Agildo é um dos meus heróis de
infância. Nada disso. Agildo Ribeiro é um dos meus heróis até
hoje. Vindo de uma família de comunistas (Barata Ribeiro...), lembro-me de criança dos seus olhares silenciosos para a câmera
-aqueles que desdizem a cena
inteira, como aqueles do John
Cleese do Monty Python, anos depois em "And Now for Something
Completely Different".
Agildo pegou isso de Nelson
Rodrigues, com quem conviveu
nos corredores da Globo e a quem
imita de forma inigualável. É uma
vergonha que esse gênio da comédia esteja reduzido a essa "Zorra
Total" que não é nada, ou melhor,
está abaixo disso, do nada.
Lucio Mauro, por outro lado,
uísque adentro, sentado atrás de
Agildo, às vezes concordava com
a cabeça, às vezes sim, às vezes
não. Quando se pronunciava, o
fazia com veemência. Mas eu não
sabia exatamente sobre o quê. E
eis que surgia aquele olhar do
Agildo de silenciar qualquer platéia. Ator que segura uma platéia
com os olhos tem poucos. É de
contar nos dedos. Falo mundialmente, e Agildo é um deles.
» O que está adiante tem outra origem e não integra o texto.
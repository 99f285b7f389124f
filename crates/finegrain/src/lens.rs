#![forbid(unsafe_code)]

//! Bidirectional derivation: isomorphisms, zoom lenses, and structural
//! accessors.
//!
//! # Design
//!
//! [`Cell::zoom`] is the one primitive: it derives a writable cell from a
//! `(focus, unfocus)` pair, where `unfocus` rebuilds the owner value around
//! the written focus and must leave untouched siblings structurally intact.
//! Everything else here is a `zoom` instance: [`Cell::iso`] for invertible
//! conversions, the container accessors ([`Cell::at`], [`Cell::lookup`],
//! [`Cell::find`]), the optional adapters ([`Cell::or`],
//! [`Cell::partial`]), and the boolean conveniences.
//!
//! The write-back path goes through the derived cell's *upward* channel, so
//! it behaves like any external `set` on the source; the echo coming back
//! down dies on the derived cell's reentrancy guard.
//!
//! # Invariants
//!
//! 1. Writing through a zoomed cell leaves everything outside the focus
//!    structurally unchanged in the source.
//! 2. A zoomed cell's own equality predicate decides whether *its*
//!    listeners fire, independent of the source's predicate.
//! 3. `derived.get() == focus(&source.get())` at all times, installed or
//!    not.
//! 4. Listeners on a zoomed cell only ever observe values the cell
//!    actually held: a write the `unfocus` refuses (out-of-bounds [`at`],
//!    no-match [`find`]) runs no listener, and a write it adjusts notifies
//!    with the adjusted focus.

use std::collections::BTreeMap;
use std::rc::Rc;

use crate::cell::Cell;

// ---------------------------------------------------------------------------
// Isomorphism
// ---------------------------------------------------------------------------

/// A pure, total, invertible conversion between two types.
///
/// The round-trip law (`backward(forward(a)) ≍ a` for values the graph
/// actually carries) is assumed, not checked; a violating pair produces
/// inconsistent round-trips.
pub struct Iso<A, B> {
    forward: Rc<dyn Fn(&A) -> B>,
    backward: Rc<dyn Fn(&B) -> A>,
}

impl<A, B> Clone for Iso<A, B> {
    fn clone(&self) -> Self {
        Self {
            forward: Rc::clone(&self.forward),
            backward: Rc::clone(&self.backward),
        }
    }
}

impl<A: 'static, B: 'static> Iso<A, B> {
    #[must_use]
    pub fn new(forward: impl Fn(&A) -> B + 'static, backward: impl Fn(&B) -> A + 'static) -> Self {
        Self {
            forward: Rc::new(forward),
            backward: Rc::new(backward),
        }
    }

    #[must_use]
    pub fn forward(&self, a: &A) -> B {
        (self.forward)(a)
    }

    #[must_use]
    pub fn backward(&self, b: &B) -> A {
        (self.backward)(b)
    }

    /// The reverse isomorphism.
    #[must_use]
    pub fn invert(&self) -> Iso<B, A> {
        Iso {
            forward: Rc::clone(&self.backward),
            backward: Rc::clone(&self.forward),
        }
    }
}

// ---------------------------------------------------------------------------
// Write-only lens
// ---------------------------------------------------------------------------

type Mutator<A> = Box<dyn FnOnce(A) -> A>;

/// A write-only handle focused into part of an owner value.
///
/// A lens can modify its focus without ever reading it back out: each write
/// threads a mutator through the whole focusing chain in one
/// [`Cell::modify`] on the root.
pub struct Lens<A> {
    apply: Rc<dyn Fn(Mutator<A>)>,
}

impl<A> Clone for Lens<A> {
    fn clone(&self) -> Self {
        Self {
            apply: Rc::clone(&self.apply),
        }
    }
}

impl<A: Clone + 'static> Lens<A> {
    /// The root lens: writes become `cell.modify`.
    #[must_use]
    pub fn of(cell: &Cell<A>) -> Self {
        let cell = cell.clone();
        Self {
            apply: Rc::new(move |mutator: Mutator<A>| cell.modify(mutator)),
        }
    }

    /// Apply `f` to the focus.
    pub fn modify(&self, f: impl FnOnce(A) -> A + 'static) {
        (self.apply)(Box::new(f));
    }

    /// Replace the focus.
    pub fn set(&self, value: A) {
        self.modify(move |_| value);
    }

    /// Focus deeper. Untouched siblings of the new focus pass through
    /// `unfocus` structurally unchanged.
    #[must_use]
    pub fn zoom<B: 'static>(
        &self,
        focus: impl Fn(&A) -> B + 'static,
        unfocus: impl Fn(B, &A) -> A + 'static,
    ) -> Lens<B> {
        let parent = Rc::clone(&self.apply);
        let focus = Rc::new(focus);
        let unfocus = Rc::new(unfocus);
        Lens {
            apply: Rc::new(move |mutator: Mutator<B>| {
                let focus = Rc::clone(&focus);
                let unfocus = Rc::clone(&unfocus);
                parent(Box::new(move |a: A| {
                    let b = mutator(focus(&a));
                    unfocus(b, &a)
                }));
            }),
        }
    }
}

// ---------------------------------------------------------------------------
// Zoom and iso on cells
// ---------------------------------------------------------------------------

impl<T: Clone + 'static> Cell<T> {
    /// Derive a bidirectional cell mirroring `focus(source)`.
    ///
    /// Writes call `source.modify(|a| unfocus(written, &a))`; `unfocus` is
    /// responsible for preserving everything outside the focus. This is
    /// also the typed rendering of field access: a `prop`-style lens is a
    /// `zoom` with a field accessor/updater pair.
    #[must_use]
    pub fn zoom<B: Clone + PartialEq + 'static>(
        &self,
        focus: impl Fn(&T) -> B + 'static,
        unfocus: impl Fn(B, &T) -> T + 'static,
    ) -> Cell<B> {
        let focus = Rc::new(focus);
        let derived = Cell::new(focus(&self.get()));
        {
            let source = self.clone();
            let focus = Rc::clone(&focus);
            derived.override_read(move || focus(&source.get()));
        }
        {
            // Edit write-back; lives in the derived cell's upward registry
            // and therefore dies with the derived cell.
            let source = self.clone();
            derived
                .listen_up(move |new: &B, _| {
                    let new = new.clone();
                    source.modify(|a| unfocus(new, &a));
                })
                .detach();
        }
        let weak = derived.downgrade();
        derived.listen_to(
            self,
            move |a, _| {
                if let Some(derived) = weak.upgrade() {
                    derived.set(focus(a));
                }
            },
            false,
        );
        derived
    }

    /// Derive a bidirectional cell through an isomorphism.
    #[must_use]
    pub fn iso<B: Clone + PartialEq + 'static>(&self, iso: Iso<T, B>) -> Cell<B> {
        let Iso { forward, backward } = iso;
        self.zoom(move |a| forward(a), move |b, _| backward(&b))
    }
}

// ---------------------------------------------------------------------------
// Structural accessors
// ---------------------------------------------------------------------------

impl<T: Clone + PartialEq + 'static> Cell<Vec<T>> {
    /// Focus one index. Writing `Some` replaces the slot (out-of-bounds
    /// writes are dropped), writing `None` removes it.
    #[must_use]
    pub fn at(&self, index: usize) -> Cell<Option<T>> {
        self.zoom(
            move |items| items.get(index).cloned(),
            move |slot, items| {
                let mut next = items.clone();
                match slot {
                    Some(value) => {
                        if let Some(target) = next.get_mut(index) {
                            *target = value;
                        }
                    }
                    None => {
                        if index < next.len() {
                            next.remove(index);
                        }
                    }
                }
                next
            },
        )
    }

    /// Focus the first element matching `matches`. Writing updates that
    /// element in place; writing `None` deletes it; writing with no match
    /// present leaves the source unchanged.
    #[must_use]
    pub fn find(&self, matches: impl Fn(&T) -> bool + 'static) -> Cell<Option<T>> {
        let matches = Rc::new(matches);
        let matches_write = Rc::clone(&matches);
        self.zoom(
            move |items| items.iter().find(|item| matches(item)).cloned(),
            move |slot, items| {
                let mut next = items.clone();
                let position = next.iter().position(|item| matches_write(item));
                match (slot, position) {
                    (Some(value), Some(index)) => next[index] = value,
                    (None, Some(index)) => {
                        next.remove(index);
                    }
                    (_, None) => {}
                }
                next
            },
        )
    }
}

impl<K: Ord + Clone + 'static, V: Clone + PartialEq + 'static> Cell<BTreeMap<K, V>> {
    /// Focus one key. Writing `None` removes the key entirely.
    #[must_use]
    pub fn lookup(&self, key: K) -> Cell<Option<V>> {
        let write_key = key.clone();
        self.zoom(
            move |map| map.get(&key).cloned(),
            move |slot, map| {
                let mut next = map.clone();
                match slot {
                    Some(value) => {
                        next.insert(write_key.clone(), value);
                    }
                    None => {
                        next.remove(&write_key);
                    }
                }
                next
            },
        )
    }
}

// ---------------------------------------------------------------------------
// Optional adapters
// ---------------------------------------------------------------------------

impl<T: Clone + PartialEq + 'static> Cell<Option<T>> {
    /// Adapt an optional cell into a required one, substituting `default`
    /// while empty. Writes pass through as `Some`.
    #[must_use]
    pub fn or(&self, default: T) -> Cell<T> {
        self.zoom(
            move |slot| slot.clone().unwrap_or_else(|| default.clone()),
            |value, _| Some(value),
        )
    }
}

impl<T: Clone + PartialEq + 'static> Cell<T> {
    /// Adapt a required cell into an optional one. Writing `None` keeps the
    /// current value.
    #[must_use]
    pub fn partial(&self) -> Cell<Option<T>> {
        self.zoom(
            |value| Some(value.clone()),
            |slot, current| slot.unwrap_or_else(|| current.clone()),
        )
    }
}

// ---------------------------------------------------------------------------
// Boolean conveniences
// ---------------------------------------------------------------------------

impl Cell<bool> {
    /// The negated mirror of this cell (an involution iso).
    #[must_use]
    pub fn negate(&self) -> Cell<bool> {
        self.zoom(|b| !b, |b, _| !b)
    }

    pub fn on(&self) {
        self.set(true);
    }

    pub fn off(&self) {
        self.set(false);
    }

    pub fn toggle(&self) {
        self.modify(|b| !b);
    }
}

// ---------------------------------------------------------------------------
// Tests
// ---------------------------------------------------------------------------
Por causa da incidência de luz,
eu só conseguia ver a metade da
cara de Lucio Mauro. Quando eu
conseguia ver a outra, percebi se
tratar da própria máscara teatral,
metade comédia, metade tragédia. Percebi, no ato, que aqueles
dois são a própria dupla beckettiana, sejam eles Hamm e Clov ou
Didi e Estragom. "Fim de Jogo"
estava bem ali na minha frente, no
meio do barulho da boemia carioca. Ou talvez fosse "Esperando
Godot", e (gulp) mais um uísque
abaixo, que estivesse ali, sem árvore seca nem nada, mas com
uma dupla maravilhosa relegada
a um tipo de comédia que -em
vez de entreter a platéia- humilha o ator.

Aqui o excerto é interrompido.